Physician Implementation of and Patient Adherence to Recommendations from Comprehensive Geriatric Assessment

Published In: The American Journal of Medicine, v. 100, no. 4, Apr. 1996, p. 444-451

Posted on RAND.org on January 01, 1996

by David Reuben, Rose C. Maly, Susan H. Hirsch, Janet C. Frank, Allison Mayer-Oakes, Albert L. Siu, Ron D. Hays

Tests the feasibility of interventions designed to increase primary care physician implementation of and patient adherence to recommendations from ambulatory-based consultative comprehensive geriatric assessment (CGA), and to identify predictors of physician and patient adherence.
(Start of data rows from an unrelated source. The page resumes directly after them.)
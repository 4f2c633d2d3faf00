//! TOML configuration file parsing.
//!
//! Defines the structure of the configuration file with serde.

use std::path::{Path, PathBuf};

use serde::Deserialize;

use super::ConfigError;

/// Root configuration structure from TOML file.
///
/// All fields are optional to allow partial configuration
/// that can be merged with CLI arguments.
#[derive(Debug, Default, Deserialize)]
#[serde(deny_unknown_fields)]
pub struct TomlConfig {
    /// Native stack configuration section
    #[serde(default)]
    pub stack: StackSection,

    /// Link monitoring configuration
    #[serde(default)]
    pub monitor: MonitorSection,

    /// Device control configuration
    #[serde(default)]
    pub control: ControlSection,
}

/// Native stack configuration section.
#[derive(Debug, Default, Deserialize)]
#[serde(deny_unknown_fields)]
pub struct StackSection {
    /// Filesystem root for stack state
    pub base_path: Option<PathBuf>,

    /// Control service endpoint
    pub non_addr: Option<String>,

    /// Websocket event endpoint
    pub ws_addr: Option<String>,

    /// Transport port
    pub bdt_port: Option<u16>,

    /// Log level
    pub loglevel: Option<String>,
}

/// Link monitoring configuration section.
#[derive(Debug, Default, Deserialize)]
#[serde(deny_unknown_fields)]
pub struct MonitorSection {
    /// Observer mode: "poll" or "off"
    pub observer: Option<String>,

    /// Polling interval in seconds
    pub poll_interval: Option<u64>,
}

/// Device control configuration section.
#[derive(Debug, Default, Deserialize)]
#[serde(deny_unknown_fields)]
pub struct ControlSection {
    /// Run the bind sequence against the dry-run control module
    pub enabled: Option<bool>,

    /// Seconds the dry-run control module takes to bind
    pub bind_delay: Option<u64>,
}

impl TomlConfig {
    /// Loads configuration from a TOML file.
    ///
    /// # Errors
    ///
    /// Returns an error if the file cannot be read or parsed.
    pub fn load(path: &Path) -> Result<Self, ConfigError> {
        let content = std::fs::read_to_string(path).map_err(|e| ConfigError::FileRead {
            path: path.to_path_buf(),
            source: e,
        })?;

        Self::parse(&content)
    }

    /// Parses configuration from a TOML string.
    ///
    /// # Errors
    ///
    /// Returns an error if the TOML is invalid.
    pub fn parse(content: &str) -> Result<Self, ConfigError> {
        toml::from_str(content).map_err(ConfigError::from)
    }
}

/// Generates a default configuration file with comments.
#[must_use]
pub fn default_config_template() -> String {
    r#"# stack-bridge configuration file

[stack]
# Filesystem root for stack state (default: ~/.stack-bridge)
# base_path = "~/.stack-bridge"

# Control service endpoint (default: 127.0.0.1:0)
# non_addr = "127.0.0.1:0"

# Websocket event endpoint (default: 127.0.0.1:0)
# ws_addr = "127.0.0.1:0"

# Transport port (default: 10001)
bdt_port = 10001

# Log level: off, error, warn, info, debug, trace (default: info)
loglevel = "info"

[monitor]
# How link changes are observed: "poll" or "off" (default: poll)
observer = "poll"

# Polling interval in seconds (default: 5)
poll_interval = 5

[control]
# Walk the device bind sequence against a dry-run control module (default: false)
enabled = false

# Seconds the dry-run control module takes to bind (default: 3)
# bind_delay = 3
"#
    .to_string()
}
//! Polling-based network observer.
//!
//! This module provides [`InterfacePoller`], a [`NetworkObserver`] for hosts
//! that expose interface state but no change callbacks (desktop and server
//! platforms). It periodically snapshots the active link and raises a
//! notification whenever the snapshot differs from the previous one.

use std::sync::Arc;
use std::sync::atomic::{AtomicBool, Ordering};
use std::time::Duration;

use tokio::runtime::Handle;
use tokio::time::{MissedTickBehavior, interval};
use tokio_stream::StreamExt;
use tokio_stream::wrappers::IntervalStream;

use super::{LinkChangeHandler, NetworkObserver, ObserverCapability, ObserverError};
use crate::network::{ActiveNetwork, LinkProperties, NetworkCapabilities, NetworkInfo};

/// Everything a link-change notification could be about.
#[derive(Debug, Clone, PartialEq, Eq)]
struct LinkSnapshot {
    network: ActiveNetwork,
    capabilities: Option<NetworkCapabilities>,
    link: Option<LinkProperties>,
}

impl LinkSnapshot {
    fn take<N: NetworkInfo + ?Sized>(source: &N) -> Option<Self> {
        let network = source.active_network()?;
        let capabilities = source.capabilities(&network);
        let link = source.link_properties(&network);
        Some(Self {
            network,
            capabilities,
            link,
        })
    }
}

/// Observer that detects link changes by polling a [`NetworkInfo`] source.
///
/// Mirrors callback-capable hosts: the first poll raises one notification
/// right after registration, then a notification is raised for every poll
/// whose snapshot differs from the previous one.
///
/// # One-time Semantics
///
/// Only one handler may be registered; a second registration fails with
/// [`ObserverError::AlreadyRegistered`]. The polling task lives as long as
/// the runtime it was spawned on.
pub struct InterfacePoller<N> {
    source: Arc<N>,
    interval: Duration,
    runtime: Handle,
    registered: AtomicBool,
}

impl<N> InterfacePoller<N>
where
    N: NetworkInfo + 'static,
{
    /// Creates a new interface poller.
    ///
    /// # Arguments
    ///
    /// * `source` - The network source to snapshot
    /// * `interval` - The interval between polls
    /// * `runtime` - Runtime the polling task is spawned on
    #[must_use]
    pub fn new(source: N, interval: Duration, runtime: Handle) -> Self {
        Self {
            source: Arc::new(source),
            interval,
            runtime,
            registered: AtomicBool::new(false),
        }
    }

    /// Returns the configured polling interval.
    #[must_use]
    pub const fn interval(&self) -> Duration {
        self.interval
    }
}

impl<N> NetworkObserver for InterfacePoller<N>
where
    N: NetworkInfo + 'static,
{
    fn capability(&self) -> ObserverCapability {
        ObserverCapability::Callback
    }

    fn register(&self, handler: LinkChangeHandler) -> Result<(), ObserverError> {
        if self.registered.swap(true, Ordering::AcqRel) {
            return Err(ObserverError::AlreadyRegistered);
        }

        let source = Arc::clone(&self.source);
        let period = self.interval;
        self.runtime.spawn(async move {
            let mut ticker = interval(period);
            ticker.set_missed_tick_behavior(MissedTickBehavior::Delay);
            let mut ticks = IntervalStream::new(ticker);

            let mut previous: Option<Option<LinkSnapshot>> = None;
            while ticks.next().await.is_some() {
                let current = LinkSnapshot::take(source.as_ref());
                let changed = previous.as_ref().is_none_or(|prev| *prev != current);
                if changed {
                    if previous.is_some() {
                        tracing::debug!("Active link changed: {current:?}");
                    }
                    previous = Some(current);
                    handler();
                }
            }
        });

        Ok(())
    }
}

#[cfg(test)]
#[path = "poller_tests.rs"]
mod tests;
Receiving outpatient CGA consultation were 139 community-dwelling older persons who failed a screen for functional impairment, depressive symptoms, falls, or urinary incontinence. These patients and the 115 physicians who provided primary care for them received one of three adherence interventions, each of which had a physician education component and a patient education and empowerment component classified as physician-initiated or self-care and as major or minor; one was deemed most important. Adherence rates were determined based on 528 recommendations for 139 subjects; physician implementation and patient adherence to major recommendations were about 80%. In multivariate models, only the status of the recommendation, most important, and health maintenance organization (HMO) status of the patient remained significant. Relatively modest intervention strategies are feasible and lead to high levels of physician implementation of and patient adherence to physician-initiated CGA recommendations. These interventions appear to be particularly effective in HMO patients and for recommendations that were deemed to be most important.